A lady is well-dressed. She knows how to select clothing that is modest, age appropriate, within her budget, and perfect for the occasion. dior2She is well-groomed, practices good hygiene, and maintains her health. She understands that her personal appearance – the way she chooses to dress, groom, and carry herself – communicates instantly to others who she is.

Or number 10:

A lady manages her home and the needs of her family. She creates a welcome, peaceful, loving, and nourishing environment – a safe shelter from the storms of life. Her actions reflect whom she has chosen to be rather than base them upon the opinions of others.

hmmm.  I could feel my furry slippers, comfy pants and loose top morphing into the perfect appearance for a lady, and I could remember the struggle with girdles, garters and bullet-shaped bras (interestingly now very much in vogue!).

Trudging ahead, less enthusiastically, with my Google search, my next find was a wiki page that outlined (with photos) the 24 steps required to be a lady.  This one included essential instructions like not talking with your mouth full, cutting food into small portions, never wearing clothing that was too revealing…..you get the idea.

And I thought about my beautiful, free-spirited, fabulously inventive, curious, kind, loving grandchildren to whom I had so wistfully described what it meant to be a lady and I had to stifle the urge to quickly drive to their home, sit them down and frantically explain to them that it was a different time with different standards of behavior and that they will be able to pick and choose how they wish to be treated and what they want from the others in their lives without any preconceived notions of “the right way.”
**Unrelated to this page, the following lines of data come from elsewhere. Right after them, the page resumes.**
//! Agent C — case recording and dispatch composition.
//!
//! A pure recording component: the supervisor hands it incident reports,
//! it filters noise, suppresses near-identical follow-ups, stamps each
//! accepted case with the site's current alarm picture, and appends to a
//! bounded casebook. Cases that look like they need boots on the ground
//! get a dispatch email composed and handed to the mailer.

use std::collections::{HashMap, VecDeque};
use std::sync::atomic::{AtomicU64, Ordering};
use std::sync::{Arc, Mutex};

use chrono::{DateTime, SecondsFormat, Utc};

use cellgrid_api::SiteState;

use super::{Agent, AgentCore, AgentStatus};
use crate::device::TowerDevice;
use crate::dispatch::{DispatchEmail, Mailer};
use crate::error::CoreError;
use crate::logring::LogRing;
use crate::model::alarms::detect_alarms;
use crate::model::{Case, Resolution};

/// Cause strings that never become cases.
const NOISE_CAUSES: [&str; 3] = ["unknown", "heartbeat", "noop"];

/// Window in which a same-(cause, resolution) follow-up for a site is
/// suppressed.
const DEDUP_WINDOW_SECS: i64 = 10;

/// What the supervisor reports into the casebook.
#[derive(Debug, Clone)]
pub struct IncidentReport {
    pub site: String,
    pub cause: String,
    pub actions: Vec<String>,
    pub resolution: Resolution,
}

/// Result of a `record_incident` call. Rejections are answers, not errors.
#[derive(Debug, Clone)]
pub enum RecordOutcome {
    Recorded(Case),
    Skipped { reason: &'static str },
}

impl RecordOutcome {
    pub fn is_recorded(&self) -> bool {
        matches!(self, Self::Recorded(_))
    }
}

struct LastAccepted {
    cause: String,
    resolution: Resolution,
    ts: DateTime<Utc>,
}

pub struct RcaAgent {
    core: AgentCore,
    device: Arc<dyn TowerDevice>,
    mailer: Option<Arc<dyn Mailer>>,
    casebook: Mutex<VecDeque<Case>>,
    last_by_site: Mutex<HashMap<String, LastAccepted>>,
    capacity: usize,
    tasks: AtomicU64,
}

impl RcaAgent {
    pub fn new(
        device: Arc<dyn TowerDevice>,
        mailer: Option<Arc<dyn Mailer>>,
        capacity: usize,
    ) -> Self {
        Self {
            core: AgentCore::new("rca"),
            device,
            mailer,
            casebook: Mutex::new(VecDeque::with_capacity(64)),
            last_by_site: Mutex::new(HashMap::new()),
            capacity,
            tasks: AtomicU64::new(0),
        }
    }

    /// Record an incident into the casebook.
    ///
    /// Auto-starts the agent, drops noise, and suppresses a follow-up
    /// whose (cause, resolution) matches the site's last accepted case
    /// within the dedup window. Accepted cases are stamped with the
    /// site's freshly-read alarm picture.
    pub async fn record_incident(&self, report: IncidentReport) -> RecordOutcome {
        if !self.core.is_running() {
            self.core.start();
        }

        if Self::is_noise(&report.site, &report.cause) {
            self.core
                .log()
                .push(format!("case skipped (noise): site={}", report.site));
            return RecordOutcome::Skipped {
                reason: "noise_or_unknown",
            };
        }

        let now = Utc::now();
        {
            let last = self.last_by_site.lock().expect("rca last poisoned");
            if let Some(prev) = last.get(&report.site) {
                if prev.cause == report.cause
                    && prev.resolution == report.resolution
                    && (now - prev.ts).num_seconds() < DEDUP_WINDOW_SECS
                {
                    return RecordOutcome::Skipped {
                        reason: "dedup_suppressed",
                    };
                }
            }
        }

        let open_alarms = self
            .read_site(&report.site)
            .await
            .map(|site| detect_alarms(&site))
            .unwrap_or_default();

        let ongoing = report.resolution != Resolution::Restored || !open_alarms.is_empty();
        let dispatch_suggested = ongoing;

        let summary = format!(
            "{}: {} -> {}; {} open alarm(s); {} action(s) taken",
            report.site,
            report.cause,
            report.resolution.as_str(),
            open_alarms.len(),
            report.actions.len(),
        );

        let case = Case {
            ts: now,
            site: report.site.clone(),
            cause: report.cause.clone(),
            actions: report.actions,
            resolution: report.resolution,
            ongoing,
            dispatch_suggested,
            summary,
        };

        {
            let mut casebook = self.casebook.lock().expect("rca casebook poisoned");
            if casebook.len() == self.capacity {
                casebook.pop_front();
            }
            casebook.push_back(case.clone());
        }
        self.last_by_site
            .lock()
            .expect("rca last poisoned")
            .insert(
                report.site.clone(),
                LastAccepted {
                    cause: report.cause,
                    resolution: report.resolution,
                    ts: now,
                },
            );
        self.tasks.fetch_add(1, Ordering::Relaxed);
        self.core
            .log()
            .push(format!("case recorded: {}", case.summary));

        if dispatch_suggested {
            if let Some(mailer) = self.mailer.clone() {
                match self.compose_dispatch_email(&case.site).await {
                    Ok(email) => mailer.send(&email),
                    Err(e) => {
                        self.core
                            .log()
                            .push(format!("dispatch compose failed: {e}"));
                    }
                }
            }
        }

        RecordOutcome::Recorded(case)
    }

    /// Compose the deterministic dispatch email for the site's most
    /// recent dispatch-suggested case.
    pub async fn compose_dispatch_email(&self, site_id: &str) -> Result<DispatchEmail, CoreError> {
        let case = {
            let casebook = self.casebook.lock().expect("rca casebook poisoned");
            casebook
                .iter()
                .rev()
                .find(|c| c.site == site_id && c.dispatch_suggested)
                .cloned()
        }
        .ok_or_else(|| CoreError::NoUnresolvedCase(site_id.to_owned()))?;

        let state = self.read_site(site_id).await;

        let mut body = String::new();
        body.push_str(&format!("Site: {site_id}\n"));
        body.push_str(&format!(
            "Time: {}\n",
            case.ts.to_rfc3339_opts(SecondsFormat::Secs, true)
        ));
        match state {
            Some(ref site) => {
                body.push_str(&format!(
                    "Mains: {} | Alive: {} | A1: {} | A2: {} | Battery: {}%\n",
                    site.mains.as_str(),
                    site.site_alive,
                    site.antenna1.service,
                    site.antenna2.service,
                    site.battery_percent,
                ));
                let alarms = if site.alarms.is_empty() {
                    "none".to_owned()
                } else {
                    site.alarms.iter().cloned().collect::<Vec<_>>().join(", ")
                };
                body.push_str(&format!("Open alarms: {alarms}\n"));
            }
            None => body.push_str("Site state unavailable\n"),
        }
        body.push_str("Actions taken so far:\n");
        if case.actions.is_empty() {
            body.push_str("  - none\n");
        } else {
            for action in &case.actions {
                body.push_str(&format!("  - {action}\n"));
            }
        }
        body.push_str("Requested next step: field dispatch\n");
        body.push_str(&format!("Summary: {}\n", case.summary));

        Ok(DispatchEmail {
            subject: format!("[DISPATCH] {site_id} – {} – Action required", case.cause),
            body,
        })
    }

    // ── Accessors ────────────────────────────────────────────────────

    pub fn cases(&self) -> Vec<Case> {
        self.casebook
            .lock()
            .expect("rca casebook poisoned")
            .iter()
            .cloned()
            .collect()
    }

    pub fn tasks_recorded(&self) -> u64 {
        self.tasks.load(Ordering::Relaxed)
    }

    async fn read_site(&self, site_id: &str) -> Option<SiteState> {
        match self.device.fetch_state().await {
            Ok(snapshot) => snapshot.site(site_id).cloned(),
            Err(e) => {
                self.core
                    .log()
                    .push(format!("site read failed (ignored): {e}"));
                None
            }
        }
    }

    fn is_noise(site: &str, cause: &str) -> bool {
        site.is_empty()
            || site.eq_ignore_ascii_case("unknown")
            || NOISE_CAUSES
                .iter()
                .any(|n| n.eq_ignore_ascii_case(cause))
    }
}

impl Agent for RcaAgent {
    fn name(&self) -> &'static str {
        self.core.name()
    }

    fn start(&self) {
        self.core.start();
    }

    fn stop(&self) {
        self.core.stop();
    }

    fn status(&self) -> AgentStatus {
        self.core.status()
    }

    fn log(&self) -> &LogRing {
        self.core.log()
    }
}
Nostalgia is a lovely thing – it let’s us look back at a time that was, perhaps, not so very great and somehow make it feel better than whatever we are living today.  It’s easy to forget the world that surrounded the world we’re envisioning.  Being a “lady” was a term used almost exclusively for middle and upper class white women.  Women of color did not, historically, have doors held open for them.  Working class and poor women could not, typically,  keep their homes or choose their clothes in a way that would have qualified them as “ladies.   And those perfect ladies of, say, my mother’s generation, were often miserably unhappy and unfulfilled in their narrowly prescribed roles.

That’s what, I believe, is so dangerous about the cries for the good old days, and good old values.  Those values and behaviors masked a tremendous inequality, a restrictive time where women were forced to fit into narrowly defined roles, where the freedoms we enjoy today were (mostly) restricted to the males and where being a lady was restricted to white middle and upper class white women.  It was a patriarchal world – even moreso than today – where a woman’s highest achievement was a beautiful home in which her husband could entertain his important clients.

So I will continue to enjoy having doors opened for me and being treated like a lady, but I’ll put it in better perspective now.  My grandmother was an amazing human being who epitomized the very best social behaviors of her time.  What made her truly extraordinary is that well into her 90s, she embraced the life I was leading and the changes time had wrought – without nostalgia for the good old days.  But then she had been there and she knew she wasn’t going back!  Neither, I hope, are any of my grandchildren.  Freedom is both the freedom to and the freedom not to – something we’re a whole lot closer to realizing today than we were when men were men and women were ladies.  And that, ladies and gentlemen, is ultimately what it’s all about.